Sunday, September 17, 2006

History-Mount abu

Mount AbuMount Abu rises 1000 meters above the plains and its highest point is called Guru Shikhar where there is a small shrine. the hillock drives its name from...



On the boundary separating Gujarat from Rajasthan stands a hill with some of the most outstanding (eleventh to thirteenth century) Jain temples. The somewhat drab exterior of these temples, like oyster shells, do not even hint at the profusion of delicate pure white marble sculptures within. The arid, near desert region of the state of Gujarat held a crucial position on the western projection of the Indian subcontinent that juts into the Arabian sea. Along its coastline were ancient trading posts that brought enormous wealth to the territory. In the tenth century the Solanki Kings (a branch of the Rajput clan) inherited this vast and prosperous land from the Prathiharas. Their reign also coincided with the period when Islamic forces were vying for power over the same trade routes. The great and opulent Somnath temple had been destroyed by the armies of Mahmud of Ghazni in 1025, and although the Solanki rulers were having toward off the armies of the Sultans of Delhi for some time, and despite the threat of iconoclastic destruction, they continued to patronize and sponsor great building activity.
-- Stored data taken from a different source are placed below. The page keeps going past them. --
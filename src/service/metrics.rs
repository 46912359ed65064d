//! Ambient per-request counters, logged on a fixed interval. Carried over
//! from the teacher's `metric.rs`/`service/middleware/metric.rs` `Stats`
//! shape even though spec.md's middleware list doesn't name it: it's
//! observability, not request-handling correctness, and ambient concerns
//! survive the spec's Non-goals.

use std::fmt;
use std::sync::Mutex;
use std::time::Duration;

const LOG_INTERVAL: Duration = Duration::from_secs(5);

#[derive(Default)]
pub struct Stats {
    slowest_req: Option<Duration>,
    fastest_req: Option<Duration>,
    num_req_bytes: u64,
    num_resp_bytes: u64,
    num_reqs: u64,
    num_ipv4: u64,
    num_ipv6: u64,
    num_udp: u64,
}

impl Stats {
    pub fn record_request(&mut self, is_udp: bool, is_ipv4: bool, req_bytes: usize) {
        self.num_reqs += 1;
        self.num_req_bytes += req_bytes as u64;
        if is_udp {
            self.num_udp += 1;
        }
        if is_ipv4 {
            self.num_ipv4 += 1;
        } else {
            self.num_ipv6 += 1;
        }
    }

    pub fn record_response(&mut self, elapsed: Duration, resp_bytes: usize) {
        self.num_resp_bytes += resp_bytes as u64;
        if elapsed < self.fastest_req.unwrap_or(Duration::MAX) {
            self.fastest_req = Some(elapsed);
        }
        if elapsed > self.slowest_req.unwrap_or(Duration::ZERO) {
            self.slowest_req = Some(elapsed);
        }
    }
}

impl fmt::Display for Stats {
    fn fmt(&self, f: &mut fmt::Formatter<'_>) -> fmt::Result {
        write!(
            f,
            "# Reqs={} [UDP={}, IPv4={}, IPv6={}] Bytes [rx={}, tx={}] Speed [fastest={}, slowest={}]",
            self.num_reqs,
            self.num_udp,
            self.num_ipv4,
            self.num_ipv6,
            self.num_req_bytes,
            self.num_resp_bytes,
            self.fastest_req.map(|v| format!("{}us", v.as_micros())).unwrap_or_else(|| "-".to_string()),
            self.slowest_req.map(|v| format!("{}ms", v.as_millis())).unwrap_or_else(|| "-".to_string()),
        )
    }
}

/// Logs `stats` every [`LOG_INTERVAL`] until the process exits.
pub async fn log_loop(stats: std::sync::Arc<Mutex<Stats>>) {
    loop {
        tokio::time::sleep(LOG_INTERVAL).await;
        let stats = stats.lock().expect("stats mutex poisoned");
        log::info!(target: "metrics", "{stats}");
    }
}
//! In-memory view of a backend's rule list: the marker-delimited owned
//! region plus the untouched `before`/`after` text around it (spec.md §4.4).
//!
//! Grounded in the parse/dump shape of
//! `original_source/internal/upstream/uadguard/rules/parser.go`, adapted to
//! a plain ordered `Vec` (not a map) so insertion order and stable removal
//! are preserved, matching the list-based Cloudflare-side storage as well.

use super::{codec, Rule};
use crate::error::Error;

pub const BEGIN_MARKER: &str = "# ---- DNSGateway rules begin ----";
pub const END_MARKER: &str = "# ---- DNSGateway rules end ----";

/// A parsed snapshot of one backend's rule list.
#[derive(Debug, Clone, Default)]
pub struct RuleStore {
    before: Vec<String>,
    rules: Vec<Rule>,
    after: Vec<String>,
}

impl RuleStore {
    /// Parses `lines` into `before`/owned-rules/`after` per spec.md §4.4.
    pub fn parse(lines: &[String]) -> Result<Self, Error> {
        let begin = lines.iter().position(|l| l == BEGIN_MARKER);

        let (before, remainder) = match begin {
            Some(idx) => (lines[..=idx].to_vec(), &lines[idx + 1..]),
            None => {
                let mut before = lines.to_vec();
                before.push(BEGIN_MARKER.to_string());
                (before, &lines[lines.len()..])
            }
        };

        let end = remainder.iter().position(|l| l == END_MARKER);

        let (owned, after) = match end {
            Some(idx) => (&remainder[..idx], remainder[idx..].to_vec()),
            None => (remainder, vec![END_MARKER.to_string()]),
        };

        let mut rules = Vec::with_capacity(owned.len());
        for line in owned {
            rules.push(codec::parse(line)?);
        }

        Ok(RuleStore {
            before,
            rules,
            after,
        })
    }

    /// In-order rules matching `pattern` by [`Rule::same_as`].
    pub fn query(&self, pattern: &Rule) -> Vec<Rule> {
        self.rules
            .iter()
            .filter(|r| r.same_as(pattern))
            .cloned()
            .collect()
    }

    /// Stably removes every rule matching `pattern`, returning the removed
    /// rules in their original order.
    pub fn delete(&mut self, pattern: &Rule) -> Vec<Rule> {
        let mut removed = Vec::new();
        self.rules.retain(|r| {
            if r.same_as(pattern) {
                removed.push(r.clone());
                false
            } else {
                true
            }
        });
        removed
    }

    /// Appends to the end of the owned region.
    pub fn append(&mut self, rule: Rule) {
        self.rules.push(rule);
    }

    /// All rules currently in the owned region, in order (used by an
    /// AXFR-type query, spec.md §4.5).
    pub fn all(&self) -> &[Rule] {
        &self.rules
    }

    /// Serializes `before`, the owned rules rendered by the codec, then
    /// `after` — the exact text to submit back to the backend.
    pub fn dump(&self) -> Vec<String> {
        let mut out = Vec::with_capacity(self.before.len() + self.rules.len() + self.after.len());
        out.extend(self.before.iter().cloned());
        out.extend(self.rules.iter().map(codec::format));
        out.extend(self.after.iter().cloned());
        out
    }
}

#[cfg(test)]
mod tests {
    use super::*;
    use domain::base::Rtype;

    fn lines(s: &[&str]) -> Vec<String> {
        s.iter().map(|s| s.to_string()).collect()
    }

    #[test]
    fn parse_without_markers_synthesizes_empty_owned_region() {
        let store = RuleStore::parse(&lines(&["! user rules", "||ads.example^"])).unwrap();
        assert!(store.all().is_empty());
        assert_eq!(
            store.dump(),
            lines(&[
                "! user rules",
                "||ads.example^",
                BEGIN_MARKER,
                END_MARKER,
            ])
        );
    }

    #[test]
    fn parse_preserves_surrounding_lines_byte_identical() {
        let input = lines(&[
            "! header",
            BEGIN_MARKER,
            "|ya.ru^$dnsrewrite=NOERROR;A;1.2.3.3",
            END_MARKER,
            "! footer",
        ]);
        let store = RuleStore::parse(&input).unwrap();
        assert_eq!(store.dump(), input);
    }

    #[test]
    fn append_and_query_preserve_insertion_order() {
        let mut store = RuleStore::parse(&lines(&[BEGIN_MARKER, END_MARKER])).unwrap();
        store.append(Rule::new("a.ru.", Rtype::A, "1.1.1.1").unwrap());
        store.append(Rule::new("b.ru.", Rtype::A, "2.2.2.2").unwrap());
        store.append(Rule::new("a.ru.", Rtype::A, "3.3.3.3").unwrap());

        let pattern = Rule::pattern("a.ru.", Rtype::A);
        let matches = store.query(&pattern);
        assert_eq!(matches.len(), 2);
        assert_eq!(matches[0].value_str, "1.1.1.1");
        assert_eq!(matches[1].value_str, "3.3.3.3");
    }

    #[test]
    fn delete_is_stable_and_returns_removed_rules() {
        let mut store = RuleStore::parse(&lines(&[BEGIN_MARKER, END_MARKER])).unwrap();
        store.append(Rule::new("a.ru.", Rtype::A, "1.1.1.1").unwrap());
        store.append(Rule::new("b.ru.", Rtype::A, "2.2.2.2").unwrap());
        store.append(Rule::new("a.ru.", Rtype::A, "3.3.3.3").unwrap());

        let removed = store.delete(&Rule::pattern("a.ru.", Rtype::A));
        assert_eq!(removed.len(), 2);
        assert_eq!(store.all().len(), 1);
        assert_eq!(store.all()[0].name, "b.ru.");
    }

    #[test]
    fn parse_error_inside_owned_region_is_fatal() {
        let input = lines(&[BEGIN_MARKER, "not a rule", END_MARKER]);
        assert!(RuleStore::parse(&input).is_err());
    }
}
//! Binary entrypoint: parses the CLI, loads configuration, and runs the
//! RFC 2136 UPDATE/TSIG gateway until a termination signal arrives.
//!
//! Try it against a running instance, e.g.:
//!
//!   dig @127.0.0.1 -p 5353 A host.example.com
//!   dig @127.0.0.1 -p 5353 +tcp AXFR example.com -y hmac-sha256:key.example.:<secret>

use std::path::PathBuf;
use std::process::exit;
use std::sync::Arc;

use clap::{Args, Parser, Subcommand};

mod client;
mod config;
mod error;
mod fqdn;
mod logger;
mod rule;
mod service;
mod upstream;

#[derive(Parser)]
#[command(name = "dnsgateway", version, about = "RFC 2136 UPDATE/TSIG to AdBlock/REST gateway")]
struct Cli {
    #[command(subcommand)]
    command: Command,
}

#[derive(Subcommand)]
enum Command {
    /// Loads configuration and serves RFC 2136 UPDATE/TSIG traffic.
    Start(StartArgs),
}

#[derive(Args)]
struct StartArgs {
    /// YAML config file to layer on top of the `DG_`-prefixed env vars.
    /// Repeat to layer several files; later files win.
    #[arg(long = "config")]
    config: Vec<PathBuf>,
}

#[tokio::main]
async fn main() {
    let cli = Cli::parse();
    match cli.command {
        Command::Start(args) => start(args).await,
    }
}

async fn start(args: StartArgs) {
    let config = match config::Config::load(&args.config) {
        Ok(c) => c,
        Err(e) => {
            eprintln!("failed to load configuration: {e}");
            exit(1);
        }
    };

    logger::Logger::new()
        .with_level(config.log.level)
        .init()
        .expect("logger already initialized");

    if config.listener.kind == config::ListenerKind::None {
        log::info!(target: "main", "listener.kind is none, nothing to serve");
        return;
    }

    let clients = match config.client_registry() {
        Ok(c) => c,
        Err(e) => {
            log::error!(target: "main", "invalid client configuration: {e}");
            exit(1);
        }
    };
    let keystore = match service::tsig::build_keystore(&clients) {
        Ok(k) => k,
        Err(e) => {
            log::error!(target: "main", "invalid tsig keystore: {e}");
            exit(1);
        }
    };
    let upstream = match config.upstream() {
        Ok(u) => u,
        Err(e) => {
            log::error!(target: "main", "invalid upstream configuration: {e}");
            exit(1);
        }
    };

    let pipeline = Arc::new(service::Pipeline::new(clients, keystore, upstream));
    let rfc2136 = &config.listener.rfc2136;

    let result = service::run(&rfc2136.addr, &rfc2136.nets, pipeline, shutdown_signal()).await;
    if let Err(e) = result {
        log::error!(target: "main", "listener failed: {e}");
        exit(1);
    }
}

/// Resolves once on SIGINT, or on SIGTERM where supported.
async fn shutdown_signal() {
    let ctrl_c = async {
        tokio::signal::ctrl_c()
            .await
            .expect("failed to install SIGINT handler");
    };

    #[cfg(unix)]
    let terminate = async {
        tokio::signal::unix::signal(tokio::signal::unix::SignalKind::terminate())
            .expect("failed to install SIGTERM handler")
            .recv()
            .await;
    };
    #[cfg(not(unix))]
    let terminate = std::future::pending::<()>();

    tokio::select! {
        _ = ctrl_c => {}
        _ = terminate => {}
    }
}
//! Cloudflare-style REST backend: the transaction records individual
//! create/delete primitives instead of overwriting a whole list, and issues
//! them one at a time on commit, logging per-record failures rather than
//! aborting the batch (spec.md §9, documented semantic divergence from the
//! AdGuard backend). Grounded in
//! `original_source/internal/upstream/ucloudflare/{client.go,tx.go,storage.go,rule.go}`.

use std::str::FromStr;
use std::time::Duration;

use domain::base::Rtype;
use reqwest::Client as HttpClient;
use serde::{Deserialize, Serialize};

use crate::error::Error;
use crate::rule::Rule;

use super::{needs_ptr, reverse_arpa};

const DEFAULT_TIMEOUT: Duration = Duration::from_secs(60);
const DEFAULT_TTL: u32 = 900;
const USER_AGENT: &str = concat!("dns-gateway/", env!("CARGO_PKG_VERSION"));

#[derive(Debug, Clone)]
pub struct CloudflareConfig {
    pub zone_id: String,
    pub token: String,
    pub auto_ptr: bool,
}

pub struct CloudflareUpstream {
    http: HttpClient,
    zone_id: String,
    auto_ptr: bool,
}

impl CloudflareUpstream {
    pub fn new(cfg: CloudflareConfig) -> Result<Self, Error> {
        let mut headers = reqwest::header::HeaderMap::new();
        let mut auth = reqwest::header::HeaderValue::from_str(&format!("Bearer {}", cfg.token))
            .map_err(|e| Error::config(format!("invalid cloudflare token: {e}")))?;
        auth.set_sensitive(true);
        headers.insert(reqwest::header::AUTHORIZATION, auth);

        let http = HttpClient::builder()
            .user_agent(USER_AGENT)
            .timeout(DEFAULT_TIMEOUT)
            .default_headers(headers)
            .build()
            .map_err(|e| Error::config(format!("build http client: {e}")))?;

        Ok(CloudflareUpstream {
            http,
            zone_id: cfg.zone_id,
            auto_ptr: cfg.auto_ptr,
        })
    }

    pub async fn query(&self, pattern: &Rule) -> Result<Vec<Rule>, Error> {
        let store = self.fetch_records().await?;
        if pattern.rtype == Rtype::AXFR {
            return Ok(store.rules());
        }
        Ok(store.query(pattern))
    }

    pub async fn tx(&self) -> Result<Tx, Error> {
        let store = self.fetch_records().await?;
        Ok(Tx {
            http: self.http.clone(),
            zone_id: self.zone_id.clone(),
            auto_ptr: self.auto_ptr,
            store,
        })
    }

    async fn fetch_records(&self) -> Result<Store, Error> {
        let rsp = self
            .http
            .get(format!(
                "https://api.cloudflare.com/client/v4/zones/{}/dns_records",
                self.zone_id
            ))
            .send()
            .await?;

        if !rsp.status().is_success() {
            return Err(Error::upstream(format!(
                "list dns records: non-2xx response ({})",
                rsp.status()
            )));
        }

        let body: ListRsp = rsp.json().await?;
        Store::new(body.result)
    }
}

#[derive(Debug, Deserialize)]
struct ListRsp {
    result: Vec<CfRecord>,
}

#[derive(Debug, Clone, Deserialize, Serialize)]
struct CfRecord {
    #[serde(skip_serializing_if = "Option::is_none")]
    id: Option<String>,
    name: String,
    #[serde(rename = "type")]
    rtype: String,
    content: String,
    ttl: u32,
    #[serde(skip_serializing_if = "Option::is_none")]
    proxied: Option<bool>,
}

impl CfRecord {
    fn to_rule(&self) -> Result<Rule, Error> {
        let rtype = Rtype::from_str(&self.rtype.to_ascii_uppercase())
            .map_err(|_| Error::parse(format!("unexpected record type: {}", self.rtype)))?;
        Rule::new(self.name.clone(), rtype, self.content.trim())
    }

    fn from_rule(rule: &Rule) -> CfRecord {
        CfRecord {
            id: None,
            name: rule.name.clone(),
            rtype: rule.rtype.to_string(),
            content: rule.value_str.clone(),
            ttl: DEFAULT_TTL,
            proxied: Some(false),
        }
    }
}

/// Mirrors the zone's current records plus the create/delete primitives
/// accumulated so far in the open transaction.
struct Store {
    rules: Vec<(CfRecord, Rule)>,
    to_add: Vec<CfRecord>,
    to_delete: Vec<CfRecord>,
}

impl Store {
    fn new(records: Vec<CfRecord>) -> Result<Self, Error> {
        let mut rules = Vec::with_capacity(records.len());
        for record in records {
            let rule = record.to_rule()?;
            rules.push((record, rule));
        }
        Ok(Store {
            rules,
            to_add: Vec::new(),
            to_delete: Vec::new(),
        })
    }

    fn rules(&self) -> Vec<Rule> {
        self.rules.iter().map(|(_, r)| r.clone()).collect()
    }

    fn query(&self, pattern: &Rule) -> Vec<Rule> {
        self.rules
            .iter()
            .filter(|(_, r)| r.same_as(pattern))
            .map(|(_, r)| r.clone())
            .collect()
    }

    fn delete(&mut self, pattern: &Rule) -> Vec<Rule> {
        let mut removed = Vec::new();
        let mut keep = Vec::with_capacity(self.rules.len());
        for (record, rule) in self.rules.drain(..) {
            if rule.same_as(pattern) {
                if record.id.is_some() {
                    self.to_delete.push(record);
                }
                removed.push(rule);
            } else {
                keep.push((record, rule));
            }
        }
        self.rules = keep;
        removed
    }

    fn append(&mut self, rule: Rule) {
        let record = CfRecord::from_rule(&rule);
        self.to_add.push(record.clone());
        self.rules.push((record, rule));
    }
}

pub struct Tx {
    http: HttpClient,
    zone_id: String,
    auto_ptr: bool,
    store: Store,
}

impl Tx {
    pub fn delete(&mut self, pattern: &Rule) {
        let deleted = self.store.delete(pattern);
        for rule in &deleted {
            if !needs_ptr(self.auto_ptr, rule.rtype) {
                continue;
            }
            if let Ok(arpa) = reverse_arpa(&rule.value_str) {
                self.store.delete(&Rule::pattern(arpa, Rtype::PTR));
            }
        }
    }

    pub fn append(&mut self, rule: Rule) {
        let do_ptr = needs_ptr(self.auto_ptr, rule.rtype);
        let ptr_source = rule.value_str.clone();
        let ptr_target = rule.name.clone();

        self.store.append(rule);
        if !do_ptr {
            return;
        }

        let Ok(arpa) = reverse_arpa(&ptr_source) else {
            return;
        };
        self.store.delete(&Rule::pattern(arpa.clone(), Rtype::PTR));
        if let Ok(ptr) = Rule::new(arpa, Rtype::PTR, &ptr_target) {
            self.store.append(ptr);
        }
    }

    pub async fn commit(self) -> Result<(), Error> {
        self.process_adds().await;
        self.process_deletes().await;
        Ok(())
    }

    async fn process_adds(&self) {
        for record in &self.store.to_add {
            let rsp = self
                .http
                .post(format!(
                    "https://api.cloudflare.com/client/v4/zones/{}/dns_records",
                    self.zone_id
                ))
                .json(record)
                .send()
                .await;

            match rsp {
                Ok(rsp) if rsp.status().is_success() => {
                    log::info!(
                        "record added: name={} content={}",
                        record.name,
                        record.content
                    );
                }
                Ok(rsp) => {
                    log::error!(
                        "unable to add record: name={} content={} status={}",
                        record.name,
                        record.content,
                        rsp.status()
                    );
                }
                Err(e) => {
                    log::error!(
                        "unable to add record: name={} content={} err={e}",
                        record.name,
                        record.content
                    );
                }
            }
        }
    }

    async fn process_deletes(&self) {
        for record in &self.store.to_delete {
            let Some(id) = &record.id else { continue };

            let rsp = self
                .http
                .delete(format!(
                    "https://api.cloudflare.com/client/v4/zones/{}/dns_records/{id}",
                    self.zone_id
                ))
                .send()
                .await;

            match rsp {
                Ok(rsp) if rsp.status().is_success() => {
                    log::info!(
                        "record deleted: id={id} name={} content={}",
                        record.name,
                        record.content
                    );
                }
                Ok(rsp) => {
                    log::error!(
                        "unable to delete record: id={id} name={} status={}",
                        record.name,
                        rsp.status()
                    );
                }
                Err(e) => {
                    log::error!(
                        "unable to delete record: id={id} name={} err={e}",
                        record.name
                    );
                }
            }
        }
    }
}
During this time the lavishly decorated Hindu Sun temple was built at Modhera (see Ahmadabad) and profusely ornate Jain fortress-temples were constructed on hilltops at Satrunjaya, Mount Girnar, and Mount Abu, and later in the fifteenth century at Ranakpur near Udaipur in Rajasthan.During a very brief period, between the fall of the Somnath temple (1025) and the invasion of Gujarat by Ala-ud-Din Khalji inn 1297, a group of Jain temples were constructed on the Abu plateau. Mount Abu rises 1000 meters above the plains and its highest point is called Guru Shikar (1772 meters) where there is a small shrine. The hillock derives its name from Mythology:

In eons gone by it was a favourite resort of the Hindu gods. A wide abyss mysteriously formed there and the sons of the Himalaya (Lord of the snow-clad mountains) were called to help fill it up. The youngest son, called Nandivardhana (Giver of increasing happiness), was lame and he came riding on the back of his friend Arbuda, a snake. Nandivardhana and the wriggling snake plunged into the hole and filled the great abyss and only his nose poked out on the surface of the earth and became a hill that trembled with the movement of Arbuda. This will which contains Nandi (happiness) was called Arbuda (Swelling tumour) or Abu after the friendly snake.